THE GREEN REVOLUTION BARGAIN
In the 1980s the Barind Multipurpose Development Authority sank thousands of deep tubewells, turning a one-crop region into a three-crop paddy zone. Yields tripled, the landless gained roughly 120 days a year of transplanting and harvest wages, and Bangladesh approached rice self-sufficiency. The water came from a fossil aquifer that no rainfall meaningfully recharges.
WHY PADDY IS A WATER HOG
Boro (dry-season) paddy needs roughly 3,000–5,000 litres of water per kilogram of rice — among the thirstiest staple crops on earth. Flooded fields suppress weeds and feed the plant, but most of the water evaporates or percolates past the root zone. In a fossil-aquifer region, every kilogram of boro rice is a withdrawal, not a transaction.
WHO OWNS THE LAND
Bangladesh has one of South Asia's most skewed rural land distributions: the bottom half of rural households own under 5% of the land, while a thin top stratum owns most of it. When a landowner switches from labor-intensive paddy to capital-intensive orchards, the gain accrues to the deed-holder; the loss falls on the day-wage worker who has no claim on either.

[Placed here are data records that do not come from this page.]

//! # hueshift-core
//!
//! Core types for hue shifting.
//!
//! This crate provides the foundational types used by the hueshift crates:
//!
//! - [`Color`] - 8-bit RGB color
//! - [`Hsv`] - Hue/saturation/value triple with hue as a fraction of a turn
//! - [`Image`] - Row-major grid of [`Color`] with copy-on-write storage
//! - [`Error`] - Error taxonomy shared by every hueshift crate
//!
//! ## Crate Structure
//!
//! This crate has no internal dependencies. The transform engine lives in
//! `hueshift-ops`:
//!
//! ```text
//! hueshift-core (this crate)
//!    ^
//!    |
//!    +-- hueshift-ops (ShiftParameters, ColorShiftEngine)
//!           ^
//!           +-- hueshift-cli
//!           +-- hueshift-bench
//! ```
//!
//! ## Usage
//!
//! ```rust
//! use hueshift_core::{Color, Image};
//!
//! let orange: Color = "#F37502".parse().unwrap();
//! let hsv = orange.to_hsv();
//! assert!(hsv.s > 0.99);
//!
//! let img = Image::filled(4, 4, orange);
//! assert_eq!(img.pixel(3, 3), orange);
//! ```

#![warn(missing_docs)]
#![warn(rustdoc::missing_crate_level_docs)]

pub mod color;
pub mod error;
pub mod hsv;
pub mod image;

// Re-exports for convenience
pub use color::Color;
pub use error::{Error, Result};
pub use hsv::{hsv_to_rgb, rgb_to_hsv, wrap_hue, Hsv};
pub use image::Image;

/// Prelude module for convenient imports.
///
/// # Usage
///
/// ```
/// use hueshift_core::prelude::*;
/// ```
pub mod prelude {
    pub use crate::color::Color;
    pub use crate::error::{Error, Result};
    pub use crate::hsv::{hsv_to_rgb, rgb_to_hsv, wrap_hue, Hsv};
    pub use crate::image::Image;
}
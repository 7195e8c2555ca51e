//! Benchmark fixtures for hueshift.
//!
//! Run with: `cargo bench -p hueshift-bench`

use hueshift_core::{Color, Image};

/// Builds a `width x height` image that ramps red along x and green along y,
/// with blue set to `red ^ green`.
pub fn gradient(width: u32, height: u32) -> Image {
    let mut img = Image::new(width, height);
    for y in 0..height {
        for x in 0..width {
            let r = (x * 255 / width.max(1)) as u8;
            let g = (y * 255 / height.max(1)) as u8;
            img.set_pixel(x, y, Color::new(r, g, r ^ g));
        }
    }
    img
}
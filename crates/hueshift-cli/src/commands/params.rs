//! Params command.
//!
//! Prints the shift learned from the reference color to a target color.

use anyhow::Result;
use clap::Args;
use tracing::{info, trace};

use hueshift_core::Color;

use super::build_engine;

/// Arguments for the `params` command.
#[derive(Args)]
pub struct ParamsArgs {
    /// Target color (#RRGGBB)
    pub target: Color,
}

/// Run the params command.
pub fn run(args: ParamsArgs, reference: Color) -> Result<()> {
    trace!(%reference, target = %args.target, "params::run");
    let engine = build_engine(reference, Some(args.target))?;

    let r = engine.reference_hsv();
    let t = args.target.to_hsv();
    let p = engine.parameters();
    info!(identity = p.is_identity(), "Computed shift parameters");

    println!("reference        {}  h={:.4} s={:.4} v={:.4}", reference, r.h, r.s, r.v);
    println!("target           {}  h={:.4} s={:.4} v={:.4}", args.target, t.h, t.s, t.v);
    println!("hue_rotation     {:+.6}", p.hue_rotation);
    println!("saturation_scale {:.6}", p.saturation_scale);
    println!("value_scale      {:.6}", p.value_scale);
    Ok(())
}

WHY DRAGON FRUIT, NOT ANOTHER GRAIN
Dragon fruit (pitaya), introduced to Bangladesh from Vietnam in the 2010s, fruits in the dry season, tolerates the Barind's thin soil, and sells at 5–10× the per-kg price of rice. But it needs trellises, drip lines, and three years before first harvest — capital and patience the landless cannot supply. The crop that fits the climate also fits the landowner's balance sheet, not the laborer's.
THE MIGRATION VALVE
When rural wages collapse in Bangladesh, the safety valve has historically been Dhaka's garment factories and Gulf labor migration — Saudi Arabia, the UAE, and Malaysia together host millions of Bangladeshi workers whose remittances exceed garment export earnings. Climate displacement in the Barind doesn't end in the Barind; it ends in a Riyadh construction site or a Chattogram slum.